Boston's lone run scored in the second as Lynn couldn't catch first baseman Logan Morrison's high throw to first for the final out of the inning, allowing Mitch Moreland to score from second base on an error charged to Morrison.

"We've been through stuff like this in the past, even this year early on," Red Sox shortstop Xander Bogaerts said of the offense. "The pitching has been doing great. It's up to us now to come through."

PAYING THE PRICE

Price was hurt by the home run but allowed three runs on seven hits and a walk. He had given up just one home run in his previous five starts and seven total in 14 starts this season coming into Wednesday.

"Not so much that he could hit it like he did, but to keep it fair, that's pretty impressive," Price said of Kepler's home run.

SHOWING SIGNS

Dozier had just one extra-base hit in his previous 13 games while hitting .068. His double off the left-field wall in the eighth plated Eddie Rosario.

Kepler hit his first home run in 22 games and the fifth of his eight this season against left-handed pitching. Kepler was hitting .158 over his previous 21 games with just four RBIs.

TRAINER'S ROOM

Red Sox: LHP Drew Pomeranz is getting closer to having his first throwing session since he went on the 10-day disabled list on June 5 for left biceps tendonitis. Cora said Pomeranz was dealing with soreness in his neck but has recovered.

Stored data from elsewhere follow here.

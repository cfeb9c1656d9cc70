//! In-process search backend for the demo form.
//!
//! Records are loaded from JSON and matched by case-insensitive substring.
//! Names starting with the query rank before names that merely contain it.
//! A fixed delay before answering stands in for a remote service.

use std::path::Path;
use std::sync::Arc;
use std::time::Duration;

use serde::{Deserialize, Serialize};
use tracing::{debug, info};

use crate::error::{Result, TypeaheadError};
use crate::typeahead::{LookupFuture, SearchSource};

const BUILTIN_PLACES: &str = include_str!("../data/places.json");

/// One searchable record.
#[derive(Debug, Clone, PartialEq, Eq, Serialize, Deserialize)]
pub struct Record {
    /// Primary text, matched against the query.
    pub name: String,
    /// Secondary column text.
    #[serde(default)]
    pub detail: Option<String>,
}

impl Record {
    pub fn new(name: impl Into<String>, detail: Option<&str>) -> Self {
        Self {
            name: name.into(),
            detail: detail.map(String::from),
        }
    }
}

/// The datasets behind the demo fields.
#[derive(Debug, Clone, Deserialize)]
pub struct Places {
    pub countries: Vec<Record>,
    pub cities: Vec<Record>,
}

impl Places {
    /// The dataset shipped with the binary.
    pub fn builtin() -> Result<Self> {
        Self::parse(BUILTIN_PLACES)
    }

    /// Load a dataset from a JSON file.
    pub fn load(path: &Path) -> Result<Self> {
        let contents = std::fs::read_to_string(path)?;
        let places = Self::parse(&contents)?;
        info!(
            path = %path.display(),
            countries = places.countries.len(),
            cities = places.cities.len(),
            "Loaded catalog"
        );
        Ok(places)
    }

    fn parse(json: &str) -> Result<Self> {
        serde_json::from_str(json)
            .map_err(|e| TypeaheadError::other(format!("Invalid catalog file: {}", e)))
    }
}

/// A searchable list of records with simulated latency.
#[derive(Debug, Clone)]
pub struct Catalog {
    name: &'static str,
    records: Arc<Vec<Record>>,
    latency: Duration,
    max_results: usize,
}

impl Catalog {
    pub fn new(name: &'static str, records: Vec<Record>) -> Self {
        Self {
            name,
            records: Arc::new(records),
            latency: Duration::ZERO,
            max_results: usize::MAX,
        }
    }

    /// Delay every answer by `latency`.
    pub fn with_latency(mut self, latency: Duration) -> Self {
        self.latency = latency;
        self
    }

    /// Return at most `max_results` records per query.
    pub fn with_max_results(mut self, max_results: usize) -> Self {
        self.max_results = max_results;
        self
    }

    pub fn len(&self) -> usize {
        self.records.len()
    }

    pub fn is_empty(&self) -> bool {
        self.records.is_empty()
    }

    /// Match records against `query` without delay.
    ///
    /// An empty query matches everything.
    pub fn matches(&self, query: &str) -> Vec<Record> {
        filter(&self.records, query, self.max_results)
    }
}

fn filter(records: &[Record], query: &str, limit: usize) -> Vec<Record> {
    let needle = query.trim().to_lowercase();
    let mut prefix = Vec::new();
    let mut inner = Vec::new();

    for record in records {
        let name = record.name.to_lowercase();
        if name.starts_with(&needle) {
            prefix.push(record);
        } else if name.contains(&needle) {
            inner.push(record);
        }
    }

    prefix.into_iter().chain(inner).take(limit).cloned().collect()
}

impl SearchSource<Record> for Catalog {
    fn search(&self, query: String) -> LookupFuture<Record> {
        let records = Arc::clone(&self.records);
        let latency = self.latency;
        let limit = self.max_results;
        let name = self.name;

        Box::pin(async move {
            if !latency.is_zero() {
                tokio::time::sleep(latency).await;
            }
            let found = filter(&records, &query, limit);
            debug!(catalog = name, query = %query, count = found.len(), "Catalog search");
            Ok(found)
        })
    }
}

Twins: Molitor said OF Byron Buxton's first rehab game in Triple-A on Tuesday went well and that his left foot with the broken toe is "in a good place and we haven't said that for about seven weeks or so." There is no timetable for Buxton's return.

UP NEXT

Red Sox: RHP Rick Porcello (8-3, 3.70 ERA) will start the series and road trip finale on Thursday afternoon. Porcello pitched six innings and gave up four runs in a no-decision at Seattle in his last start.

Twins: RHP Kyle Gibson (2-4, 3.27) counters for Minnesota. Gibson has allowed five total runs over his last four starts, spanning 26 2/3 innings.